One concept which is just as important, as well as being frequently misunderstood, is the second-order observer. Often it is understood that a second observer observes, WHAT another (first) observer observes, “I see that you have chosen a cream cake from the baker’s!”. However, this is only a further first-order observation (= WHAT).
A second-order observation, though, observes the observation of the observer, not the object of his observation (in the example above, the choice of cake). It is only when one looks at the observer, that one can register not only the bare fact of the choice (WHAT = cake!). Instead, one reconstructs in a second-order observation: HOW did it come to this choice – which ‘part’ in the cake purchaser has made this decision (the indulgent or the weight conscious?), based on what motivation (anticipation or habit?), which alternatives were available (bread, chocolate, ice cream?) and which were not even considered (crisp bread or leaving the shop with nothing?).

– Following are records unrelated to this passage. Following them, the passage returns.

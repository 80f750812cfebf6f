//! Explicit environments for external tools.
//!
//! Child processes never inherit the parent environment. Each invocation gets
//! a search path plus exactly the variables its caller put in the `ExecEnv`.

use secrecy::{ExposeSecret, SecretString};
use std::fmt;
use std::path::{Path, PathBuf};
use tokio::process::Command;

/// The environment a child process runs with.
#[derive(Clone)]
pub struct ExecEnv {
    search_path: String,
    vars: Vec<(String, SecretString)>,
}

impl ExecEnv {
    /// Creates an environment containing only `PATH`.
    #[must_use]
    pub fn new(search_path: impl Into<String>) -> Self {
        Self {
            search_path: search_path.into(),
            vars: Vec::new(),
        }
    }

    /// Adds a plain variable.
    #[must_use]
    pub fn with_var(self, name: impl Into<String>, value: impl Into<String>) -> Self {
        self.with_secret(name, SecretString::new(value.into()))
    }

    /// Adds a secret variable; its value is never printed.
    #[must_use]
    pub fn with_secret(mut self, name: impl Into<String>, value: SecretString) -> Self {
        let name = name.into();
        self.vars.retain(|(existing, _)| *existing != name);
        self.vars.push((name, value));
        self
    }

    /// Copies a variable from the current process when it is set.
    #[must_use]
    pub fn with_inherited(self, name: &str) -> Self {
        match std::env::var(name) {
            Ok(value) => self.with_var(name, value),
            Err(_) => self,
        }
    }

    /// Returns the search path.
    #[must_use]
    pub fn search_path(&self) -> &str {
        &self.search_path
    }

    /// Returns the variable names, in insertion order.
    #[must_use]
    pub fn var_names(&self) -> Vec<&str> {
        self.vars.iter().map(|(name, _)| name.as_str()).collect()
    }

    /// Returns true if `name` is set.
    #[must_use]
    pub fn contains(&self, name: &str) -> bool {
        self.vars.iter().any(|(existing, _)| existing == name)
    }

    /// Replaces the command's environment with this one.
    pub fn apply(&self, command: &mut Command) {
        command.env_clear();
        command.env("PATH", &self.search_path);
        for (name, value) in &self.vars {
            command.env(name, value.expose_secret());
        }
    }
}

impl fmt::Debug for ExecEnv {
    fn fmt(&self, f: &mut fmt::Formatter<'_>) -> fmt::Result {
        f.debug_struct("ExecEnv")
            .field("search_path", &self.search_path)
            .field("vars", &self.var_names())
            .finish()
    }
}

/// How to reach one cluster's control plane.
#[derive(Debug, Clone)]
pub struct KubeAccess {
    kubeconfig: PathBuf,
    env: ExecEnv,
}

impl KubeAccess {
    /// Binds a kubeconfig to an environment; `KUBECONFIG` is set explicitly.
    #[must_use]
    pub fn new(kubeconfig: impl Into<PathBuf>, env: ExecEnv) -> Self {
        let kubeconfig = kubeconfig.into();
        let env = env.with_var("KUBECONFIG", kubeconfig.to_string_lossy().into_owned());
        Self { kubeconfig, env }
    }

    /// Returns the kubeconfig path.
    #[must_use]
    pub fn kubeconfig(&self) -> &Path {
        &self.kubeconfig
    }

    /// Returns the environment used for control-plane calls.
    #[must_use]
    pub fn env(&self) -> &ExecEnv {
        &self.env
    }
}

#[cfg(test)]
mod tests {
    use super::*;

    #[test]
    fn test_exec_env_replaces_duplicates() {
        let env = ExecEnv::new("/usr/bin")
            .with_var("A", "1")
            .with_var("B", "2")
            .with_var("A", "3");
        assert_eq!(env.var_names(), vec!["B", "A"]);
        assert!(env.contains("A"));
        assert!(!env.contains("PATH"));
    }

    #[test]
    fn test_exec_env_debug_hides_values() {
        let env = ExecEnv::new("/usr/bin").with_secret("EXO_API_SECRET", SecretString::new("s3cr3t".into()));
        let debug = format!("{env:?}");
        assert!(debug.contains("EXO_API_SECRET"));
        assert!(!debug.contains("s3cr3t"));
    }

    #[test]
    fn test_kube_access_sets_kubeconfig() {
        let access = KubeAccess::new("/tmp/run/kubeconfig.yaml", ExecEnv::new("/usr/bin"));
        assert!(access.env().contains("KUBECONFIG"));
        assert_eq!(access.kubeconfig(), Path::new("/tmp/run/kubeconfig.yaml"));
    }

    #[tokio::test]
    async fn test_apply_clears_parent_environment() {
        let env = ExecEnv::new("/usr/bin:/bin").with_var("ONLY_ME", "yes");
        let mut command = Command::new("env");
        env.apply(&mut command);
        let Ok(output) = command.output().await else {
            return;
        };
        let stdout = String::from_utf8_lossy(&output.stdout);
        assert!(stdout.contains("ONLY_ME=yes"));
        assert!(!stdout.contains("HOME="));
    }
}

Such a second order observation can, of course, also be the observer of the self in the cake purchaser. This self-reflection has the advantage that inner motives are partly and immediately accessible and has the disadvantage that maybe significant inner motives keep themselves hidden in the unconscious (= unobservable). An external observation of the cake purchaser has the advantage of being able to recognise excluded alternatives or unconscious motives, because, usually, one does not have the same blind spots. The disadvantage is that one does not have an immediate access to the inner life but remains dependent upon one’s own observations and communication.